On Sun, 30 Jan 2005, E. Weddington wrote:
I have trouble remembering things that I don't use regularly, so I don't
find this argument particularly convincing.
I am against intentionally making tools hard to use for beginners but I
think that the "improvements" should have technical merit beyond making
things easier for newbies.
- The typecasts are in there to workaround the C language Standard of
promoting the operands of bit operaters to ints, which are 16 bits for
the AVR (see the avr-libc FAQ for more discussion of this).
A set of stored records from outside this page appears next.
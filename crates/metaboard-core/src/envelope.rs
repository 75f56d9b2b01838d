//! Envelope detection: the 8-byte magic prefix that marks a payload as a
//! structured meta document.

use serde::{Deserialize, Serialize};

/// Prefix of every meta document, big-endian bytes of [`KnownMagic::MetaDocumentV1`].
pub const META_DOCUMENT_MAGIC: [u8; 8] = [0xff, 0x0a, 0x89, 0xc6, 0x74, 0xee, 0x78, 0x74];

/// Strip the meta document prefix.
///
/// Returns the bytes after the prefix, or `None` if the payload is not a
/// meta document.
pub fn strip_envelope(raw: &[u8]) -> Option<&[u8]> {
    raw.strip_prefix(META_DOCUMENT_MAGIC.as_slice())
}

/// Check for the meta document prefix.
pub fn has_envelope(raw: &[u8]) -> bool {
    strip_envelope(raw).is_some()
}

/// Prepend the meta document prefix to `body`.
pub fn wrap_envelope(body: &[u8]) -> Vec<u8> {
    let mut buf = Vec::with_capacity(META_DOCUMENT_MAGIC.len() + body.len());
    buf.extend_from_slice(&META_DOCUMENT_MAGIC);
    buf.extend_from_slice(body);
    buf
}

/// Well-known magic numbers.
///
/// The document prefix is one of them; the rest name the content carried in
/// a document's magic number field. Unknown values are not an error.
#[derive(Debug, Clone, Copy, PartialEq, Eq, Hash, Serialize, Deserialize)]
#[serde(rename_all = "kebab-case")]
#[repr(u64)]
pub enum KnownMagic {
    /// Prefixes every meta document.
    MetaDocumentV1 = 0xff0a89c674ee7874,
    OpMetaV1 = 0xffe5282f43e495b4,
    DotrainV1 = 0xffdac2f2f37be894,
    RainlangV1 = 0xff1c198cec3b48a7,
    SolidityAbiV2 = 0xffe5ffb4a3ff2cde,
    AuthoringMetaV1 = 0xffe9e3a02ca8e235,
    InterpreterCallerMetaV1 = 0xffc21bbf86cc199b,
    ExpressionDeployerV2BytecodeV1 = 0xffdb988a8cd04d32,
}

impl KnownMagic {
    /// All known magic numbers.
    pub const ALL: [KnownMagic; 8] = [
        Self::MetaDocumentV1,
        Self::OpMetaV1,
        Self::DotrainV1,
        Self::RainlangV1,
        Self::SolidityAbiV2,
        Self::AuthoringMetaV1,
        Self::InterpreterCallerMetaV1,
        Self::ExpressionDeployerV2BytecodeV1,
    ];

    pub fn to_u64(self) -> u64 {
        self as u64
    }

    /// Big-endian bytes, as used for binary prefixes.
    pub fn to_prefix_bytes(self) -> [u8; 8] {
        self.to_u64().to_be_bytes()
    }

    pub fn from_u64(value: u64) -> Option<Self> {
        Self::ALL.into_iter().find(|m| m.to_u64() == value)
    }

    /// Kebab-case name for logs.
    pub fn name(self) -> &'static str {
        match self {
            Self::MetaDocumentV1 => "meta-document-v1",
            Self::OpMetaV1 => "op-meta-v1",
            Self::DotrainV1 => "dotrain-v1",
            Self::RainlangV1 => "rainlang-v1",
            Self::SolidityAbiV2 => "solidity-abi-v2",
            Self::AuthoringMetaV1 => "authoring-meta-v1",
            Self::InterpreterCallerMetaV1 => "interpreter-caller-meta-v1",
            Self::ExpressionDeployerV2BytecodeV1 => "expression-deployer-v2-bytecode-v1",
        }
    }
}
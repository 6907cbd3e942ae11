//! Account deletion and its effect on outstanding tokens.

use axum::http::{Method, StatusCode};

use crate::e2e_tests::helpers::*;

#[tokio::test]
async fn test_delete_account() {
    let server = TestServer::new();
    let token = server.registered_token().await;
    let header = bearer(&token);

    let deleted = server
        .send(Method::DELETE, "/api/v1/users/delete", None, Some(&header))
        .await;
    assert_eq!(deleted.status, StatusCode::OK);
    assert!(server.store.is_empty().expect("is_empty"));

    // The token still authenticates, but the account is gone.
    assert_eq!(server.me(Some(&header)).await.status, StatusCode::NOT_FOUND);
    let again = server
        .send(Method::DELETE, "/api/v1/users/delete", None, Some(&header))
        .await;
    assert_eq!(again.status, StatusCode::NOT_FOUND);

    assert_eq!(
        server.login(EMAIL, PASSWORD).await.status,
        StatusCode::UNAUTHORIZED
    );
}

#[tokio::test]
async fn test_delete_requires_authentication() {
    let server = TestServer::new();
    server.register(EMAIL, PASSWORD).await;

    let response = server
        .send(Method::DELETE, "/api/v1/users/delete", None, None)
        .await;
    assert_eq!(response.status, StatusCode::UNAUTHORIZED);
    assert_eq!(server.store.len().expect("len"), 1);
}

#[tokio::test]
async fn test_email_can_register_again_after_delete() {
    let server = TestServer::new();
    let token = server.registered_token().await;
    server
        .send(
            Method::DELETE,
            "/api/v1/users/delete",
            None,
            Some(&bearer(&token)),
        )
        .await;

    assert_eq!(
        server.register(EMAIL, PASSWORD).await.status,
        StatusCode::CREATED
    );
}
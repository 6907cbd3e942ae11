//! Bearer-token request authentication.
//!
//! The guard turns a raw authorization header into a `Principal`. It knows
//! nothing about the transport: callers hand it header text and map
//! `Unauthenticated` to whatever rejection their protocol uses.
//!
//! # Invariants
//! - Fail-closed: anything other than one well-formed `Bearer <token>` header
//!   carrying a valid, unexpired token is `Unauthenticated`.
//! - Pure: the same header and an unexpired token always yield the same `Principal`.

use std::sync::Arc;

use super::token::TokenCodec;

/// Name of the header carrying the bearer credential.
pub const AUTHORIZATION_HEADER: &str = "Authorization";

/// Authentication scheme required in the authorization header.
pub const BEARER_SCHEME: &str = "Bearer";

/// The verified identity behind one request.
#[derive(Debug, Clone, PartialEq, Eq)]
pub struct Principal {
    /// Identity from the token's subject claim.
    pub identity: String,
    /// When the backing token expires, seconds since the Unix epoch.
    pub expires_at: u64,
}

/// The request could not be authenticated.
///
/// Carries no reason; the transport boundary must answer with a generic rejection.
#[derive(Debug, Clone, Copy, PartialEq, Eq)]
pub struct Unauthenticated;

impl std::fmt::Display for Unauthenticated {
    fn fmt(&self, f: &mut std::fmt::Formatter<'_>) -> std::fmt::Result {
        write!(f, "unauthenticated")
    }
}

impl std::error::Error for Unauthenticated {}

/// Extract the token from a `Bearer <token>` header value.
///
/// The scheme word is matched case-insensitively. Exactly one space must
/// separate it from a non-empty token that contains no whitespace.
#[must_use]
pub fn bearer_token(header_value: &str) -> Option<&str> {
    let (scheme, token) = header_value.split_once(' ')?;
    if !scheme.eq_ignore_ascii_case(BEARER_SCHEME) {
        return None;
    }
    if token.is_empty() || token.contains(char::is_whitespace) {
        return None;
    }
    Some(token)
}

/// Server-side request authenticator.
#[derive(Clone)]
pub struct AuthGuard {
    codec: Arc<TokenCodec>,
}

impl AuthGuard {
    #[must_use]
    pub const fn new(codec: Arc<TokenCodec>) -> Self {
        Self { codec }
    }

    /// Authenticate from the raw authorization header value, if any.
    ///
    /// # Errors
    /// Returns `Unauthenticated` if the header is missing, does not use the
    /// bearer scheme, or carries a token that fails verification.
    pub fn authenticate(&self, authorization: Option<&str>) -> Result<Principal, Unauthenticated> {
        let Some(value) = authorization else {
            tracing::debug!("request rejected: no authorization header");
            return Err(Unauthenticated);
        };
        let Some(token) = bearer_token(value) else {
            tracing::debug!("request rejected: authorization header is not a bearer credential");
            return Err(Unauthenticated);
        };
        let claims = self.codec.verify(token).map_err(|_| Unauthenticated)?;

        Ok(Principal {
            identity: claims.identity,
            expires_at: claims.expires_at,
        })
    }

    /// Authenticate from raw `(name, value)` header pairs.
    ///
    /// The authorization header is matched regardless of name casing. More than
    /// one authorization header is treated as ambiguous and rejected.
    ///
    /// # Errors
    /// Same as [`AuthGuard::authenticate`].
    pub fn authenticate_headers<'a, I>(&self, headers: I) -> Result<Principal, Unauthenticated>
    where
        I: IntoIterator<Item = (&'a str, &'a str)>,
    {
        let mut values = headers
            .into_iter()
            .filter(|(name, _)| name.eq_ignore_ascii_case(AUTHORIZATION_HEADER))
            .map(|(_, value)| value);

        let first = values.next();
        if values.next().is_some() {
            tracing::debug!("request rejected: multiple authorization headers");
            return Err(Unauthenticated);
        }
        self.authenticate(first)
    }
}
//! Bearer authentication on protected routes.

use axum::body::Body;
use axum::http::header::{
    ACCESS_CONTROL_ALLOW_CREDENTIALS, ACCESS_CONTROL_ALLOW_ORIGIN, ACCESS_CONTROL_REQUEST_HEADERS,
    ACCESS_CONTROL_REQUEST_METHOD, CONTENT_SECURITY_POLICY, ORIGIN, STRICT_TRANSPORT_SECURITY,
    WWW_AUTHENTICATE, X_CONTENT_TYPE_OPTIONS, X_FRAME_OPTIONS, X_XSS_PROTECTION,
};
use axum::http::{Method, Request, StatusCode};

use crate::auth::{TokenCodec, TokenConfig};
use crate::e2e_tests::helpers::*;

#[tokio::test]
async fn test_valid_token_yields_principal() {
    let server = TestServer::new();
    let token = server.registered_token().await;

    let response = server.me(Some(&bearer(&token))).await;
    assert_eq!(response.status, StatusCode::OK);
    assert_eq!(response.body["email"], EMAIL);
}

#[tokio::test]
async fn test_garbage_token_rejected() {
    let server = TestServer::new();

    let response = server.me(Some("Bearer garbage")).await;
    assert_eq!(response.status, StatusCode::UNAUTHORIZED);
    assert_eq!(response.body["error"], "invalid token");
    assert_eq!(
        response
            .headers
            .get(WWW_AUTHENTICATE)
            .and_then(|v| v.to_str().ok()),
        Some("Bearer")
    );
}

#[tokio::test]
async fn test_missing_header_rejected() {
    let server = TestServer::new();

    let response = server.me(None).await;
    assert_eq!(response.status, StatusCode::UNAUTHORIZED);
    assert_eq!(response.body["error"], "invalid token");
}

#[tokio::test]
async fn test_token_without_scheme_rejected() {
    let server = TestServer::new();
    let token = server.registered_token().await;

    for header in [token.clone(), format!("Basic {token}"), "Bearer ".to_string()] {
        let response = server.me(Some(&header)).await;
        assert_eq!(response.status, StatusCode::UNAUTHORIZED, "header {header:?}");
    }
}

#[tokio::test]
async fn test_all_rejections_share_one_body() {
    let server = TestServer::new();
    server.register(EMAIL, PASSWORD).await;
    let forged = {
        let config = TokenConfig::new(b"some-other-secret".to_vec()).expect("config");
        let codec = TokenCodec::with_clock(&config, server.clock.clone());
        codec.issue(EMAIL).expect("issue").token
    };

    let missing = server.me(None).await;
    let garbage = server.me(Some("Bearer garbage")).await;
    let tampered = server.me(Some(&bearer(&forged))).await;

    assert_eq!(missing.body, garbage.body);
    assert_eq!(garbage.body, tampered.body);
    assert_eq!(tampered.status, StatusCode::UNAUTHORIZED);
}

#[tokio::test]
async fn test_header_name_casing_is_ignored() {
    let server = TestServer::new();
    let token = server.registered_token().await;

    let request = Request::builder()
        .method(Method::GET)
        .uri("/api/v1/users/me")
        .header("authorization", bearer(&token))
        .body(Body::empty())
        .expect("request");

    let response = server.send_request(request).await;
    assert_eq!(response.status, StatusCode::OK);
}

#[tokio::test]
async fn test_security_headers_on_every_response() {
    let server = TestServer::new();

    for response in [server.me(None).await, server.register(EMAIL, PASSWORD).await] {
        assert_eq!(
            response
                .headers
                .get(X_FRAME_OPTIONS)
                .and_then(|v| v.to_str().ok()),
            Some("DENY")
        );
        assert_eq!(
            response
                .headers
                .get(X_CONTENT_TYPE_OPTIONS)
                .and_then(|v| v.to_str().ok()),
            Some("nosniff")
        );
        assert_eq!(
            response
                .headers
                .get(X_XSS_PROTECTION)
                .and_then(|v| v.to_str().ok()),
            Some("1; mode=block")
        );
        assert!(response.headers.contains_key(CONTENT_SECURITY_POLICY));
        assert!(response.headers.contains_key(STRICT_TRANSPORT_SECURITY));
    }
}

fn preflight(origin: &str) -> Request<Body> {
    Request::builder()
        .method(Method::OPTIONS)
        .uri("/api/v1/users/me")
        .header(ORIGIN, origin)
        .header(ACCESS_CONTROL_REQUEST_METHOD, "GET")
        .header(ACCESS_CONTROL_REQUEST_HEADERS, "authorization")
        .body(Body::empty())
        .expect("request")
}

#[tokio::test]
async fn test_cors_preflight_from_frontend_origin() {
    let server = TestServer::new();

    let response = server.send_request(preflight("http://localhost:5173")).await;
    assert_eq!(response.status, StatusCode::OK);
    assert_eq!(
        response
            .headers
            .get(ACCESS_CONTROL_ALLOW_ORIGIN)
            .and_then(|v| v.to_str().ok()),
        Some("http://localhost:5173")
    );
    assert_eq!(
        response
            .headers
            .get(ACCESS_CONTROL_ALLOW_CREDENTIALS)
            .and_then(|v| v.to_str().ok()),
        Some("true")
    );
    assert!(response.headers.contains_key(X_FRAME_OPTIONS));
}

#[tokio::test]
async fn test_cors_unknown_origin_not_allowed() {
    let server = TestServer::new();

    let response = server
        .send_request(preflight("https://evil.example"))
        .await;
    assert!(!response.headers.contains_key(ACCESS_CONTROL_ALLOW_ORIGIN));
}

#[tokio::test]
async fn test_cors_actual_request_echoes_origin() {
    let server = TestServer::new();
    let token = server.registered_token().await;

    let request = Request::builder()
        .method(Method::GET)
        .uri("/api/v1/users/me")
        .header(ORIGIN, "http://127.0.0.1:5173")
        .header("authorization", bearer(&token))
        .body(Body::empty())
        .expect("request");
    let response = server.send_request(request).await;

    assert_eq!(response.status, StatusCode::OK);
    assert_eq!(
        response
            .headers
            .get(ACCESS_CONTROL_ALLOW_ORIGIN)
            .and_then(|v| v.to_str().ok()),
        Some("http://127.0.0.1:5173")
    );
}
If these
macros are used, then users don't have to remember to do the typecasts,
which should, in theory, help with the size of their code.
A good point... but isn't there a way to do this during the build process?
I would also like to propose two other macros for this file:
#define BIT(x) (1 << (x))
#define LONGBIT(x) ((uint32_t)1 << (x))
Yes, the BIT() macro is the same as _BV(). The _BV() macro is confusing
in two ways: one has to remember that "BV" stands for Bit Value. The
name BIT is slightly more descriptive. And _BV() has a leading
underscore, which technically is supposed to be reserved for the
"implementation" according to the C Standard (in this case the library).
Having to type out the underscore is annoying. I feel that it's easier
to just write out "BIT".
As an alternative to this suggestion, I would advocate adding some simple
bit value macros. They are fewer characters to type and do not require
special treatement of larger words.
#define B0 0x01
#defind B1 0x02
...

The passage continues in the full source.